Saved data entries:

──────────

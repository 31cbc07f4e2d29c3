// src/project/manifest.rs

//! The `packages.config` manifest: an ordered XML list of package entries.
//!
//! Element order is dependency order after a successful apply. Unknown
//! attributes and unknown child elements on `<package>` round-trip
//! untouched; a malformed document is rejected whole with the file path in
//! the error.

use crate::error::{Error, Result};
use crate::framework::Framework;
use crate::identity::{id_key, PackageIdentity};
use crate::project::{
    PackageReference, ATTR_ALLOWED_VERSIONS, ATTR_DEVELOPMENT_DEPENDENCY, ATTR_ID,
    ATTR_TARGET_FRAMEWORK, ATTR_VERSION,
};
use crate::version::{PackageVersion, VersionRange};
use quick_xml::escape::escape;
use quick_xml::events::Event;
use quick_xml::Reader;
use std::collections::HashSet;
use std::path::{Path, PathBuf};

/// A manifest file on disk. Reads return a consistent snapshot; writes go
/// through a temp file and an atomic rename, so concurrent readers see the
/// pre- or post-image, never a torn state.
#[derive(Debug, Clone)]
pub struct ManifestFile {
    path: PathBuf,
}

impl ManifestFile {
    pub fn new(path: impl Into<PathBuf>) -> Self {
        Self { path: path.into() }
    }

    pub fn path(&self) -> &Path {
        &self.path
    }

    /// Read all references in manifest order. A missing file is an empty
    /// manifest.
    pub async fn read(&self) -> Result<Vec<PackageReference>> {
        match tokio::fs::read_to_string(&self.path).await {
            Ok(content) => parse_manifest(&content, &self.path),
            Err(e) if e.kind() == std::io::ErrorKind::NotFound => Ok(Vec::new()),
            Err(e) => Err(e.into()),
        }
    }

    /// Replace the manifest contents atomically.
    pub async fn write(&self, references: &[PackageReference]) -> Result<()> {
        if let Some(parent) = self.path.parent() {
            tokio::fs::create_dir_all(parent).await?;
        }
        let temp = self.path.with_extension("config.tmp");
        tokio::fs::write(&temp, render_manifest(references)).await?;
        tokio::fs::rename(&temp, &self.path).await?;
        Ok(())
    }
}

/// Parse manifest XML. Any structural problem rejects the whole document.
pub fn parse_manifest(content: &str, path: &Path) -> Result<Vec<PackageReference>> {
    let fail = |detail: String| Error::ManifestParseError {
        path: path.to_path_buf(),
        detail,
    };

    let mut reader = Reader::from_str(content);
    reader.config_mut().trim_text(true);

    let mut references = Vec::new();
    let mut seen_ids: HashSet<String> = HashSet::new();
    let mut in_packages = false;

    loop {
        match reader.read_event() {
            Err(e) => return Err(fail(e.to_string())),
            Ok(Event::Eof) => break,
            Ok(Event::Start(e)) if e.name().as_ref() == b"packages" => {
                in_packages = true;
            }
            Ok(Event::End(e)) if e.name().as_ref() == b"packages" => {
                in_packages = false;
            }
            Ok(Event::Empty(e)) if e.name().as_ref() == b"package" => {
                if !in_packages {
                    return Err(fail("<package> element outside <packages>".to_string()));
                }
                let attributes = collect_attributes(&e, path)?;
                push_reference(
                    build_reference(attributes, String::new(), path)?,
                    &mut references,
                    &mut seen_ids,
                    path,
                )?;
            }
            Ok(Event::Start(e)) if e.name().as_ref() == b"package" => {
                if !in_packages {
                    return Err(fail("<package> element outside <packages>".to_string()));
                }
                let attributes = collect_attributes(&e, path)?;
                // The open form keeps its raw child markup for verbatim
                // re-emission.
                let inner_xml = reader
                    .read_text(e.name())
                    .map_err(|err| fail(err.to_string()))?
                    .into_owned();
                push_reference(
                    build_reference(attributes, inner_xml, path)?,
                    &mut references,
                    &mut seen_ids,
                    path,
                )?;
            }
            Ok(Event::Start(e)) => {
                // Unknown subtree: skip it whole.
                let end = e.to_end().into_owned();
                reader
                    .read_to_end(end.name())
                    .map_err(|err| fail(err.to_string()))?;
            }
            Ok(_) => {}
        }
    }

    Ok(references)
}

fn collect_attributes(
    element: &quick_xml::events::BytesStart<'_>,
    path: &Path,
) -> Result<Vec<(String, String)>> {
    let fail = |detail: String| Error::ManifestParseError {
        path: path.to_path_buf(),
        detail,
    };
    let mut attributes = Vec::new();
    for attr in element.attributes() {
        let attr = attr.map_err(|err| fail(err.to_string()))?;
        let key = String::from_utf8_lossy(attr.key.as_ref()).into_owned();
        let value = attr
            .unescape_value()
            .map_err(|err| fail(err.to_string()))?
            .into_owned();
        attributes.push((key, value));
    }
    Ok(attributes)
}

fn push_reference(
    reference: PackageReference,
    references: &mut Vec<PackageReference>,
    seen_ids: &mut HashSet<String>,
    path: &Path,
) -> Result<()> {
    if !seen_ids.insert(id_key(&reference.identity.id)) {
        return Err(Error::ManifestParseError {
            path: path.to_path_buf(),
            detail: format!("duplicate package id '{}'", reference.identity.id),
        });
    }
    references.push(reference);
    Ok(())
}

fn build_reference(
    attributes: Vec<(String, String)>,
    inner_xml: String,
    path: &Path,
) -> Result<PackageReference> {
    let fail = |detail: String| Error::ManifestParseError {
        path: path.to_path_buf(),
        detail,
    };
    let get = |key: &str| {
        attributes
            .iter()
            .find(|(k, _)| k == key)
            .map(|(_, v)| v.as_str())
    };

    let id = get(ATTR_ID)
        .ok_or_else(|| fail("<package> is missing the id attribute".to_string()))?
        .to_string();
    let version_str = get(ATTR_VERSION)
        .ok_or_else(|| fail(format!("package '{id}' is missing the version attribute")))?;
    let version = PackageVersion::parse(version_str)
        .map_err(|e| fail(format!("package '{id}': {e}")))?;

    let target_framework = get(ATTR_TARGET_FRAMEWORK)
        .map(Framework::parse)
        .transpose()
        .map_err(|e| fail(format!("package '{id}': {e}")))?;
    let allowed_versions = get(ATTR_ALLOWED_VERSIONS)
        .map(VersionRange::parse)
        .transpose()
        .map_err(|e| fail(format!("package '{id}': {e}")))?;
    let development_dependency = match get(ATTR_DEVELOPMENT_DEPENDENCY) {
        None => false,
        Some(v) if v.eq_ignore_ascii_case("true") => true,
        Some(v) if v.eq_ignore_ascii_case("false") => false,
        Some(v) => {
            return Err(fail(format!(
                "package '{id}': invalid developmentDependency value '{v}'"
            )))
        }
    };

    Ok(PackageReference::from_parts(
        PackageIdentity::new(id, version),
        target_framework,
        allowed_versions,
        development_dependency,
        attributes,
        inner_xml,
    ))
}

/// Render references back to manifest XML, entry order preserved.
pub fn render_manifest(references: &[PackageReference]) -> String {
    let mut out = String::from("<?xml version=\"1.0\" encoding=\"utf-8\"?>\n<packages>\n");
    for reference in references {
        out.push_str("  <package");
        for (key, value) in reference.attributes() {
            out.push(' ');
            out.push_str(key);
            out.push_str("=\"");
            out.push_str(&escape(value.as_str()));
            out.push('"');
        }
        if reference.inner_xml().is_empty() {
            out.push_str(" />\n");
        } else {
            out.push('>');
            out.push_str(reference.inner_xml());
            out.push_str("</package>\n");
        }
    }
    out.push_str("</packages>");
    out
}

──────────

*EXERCISE GOAL*: Looking over the entries above, how many lines contain the string "PathBuf"? State the number and nothing else.

*RESULT*: 3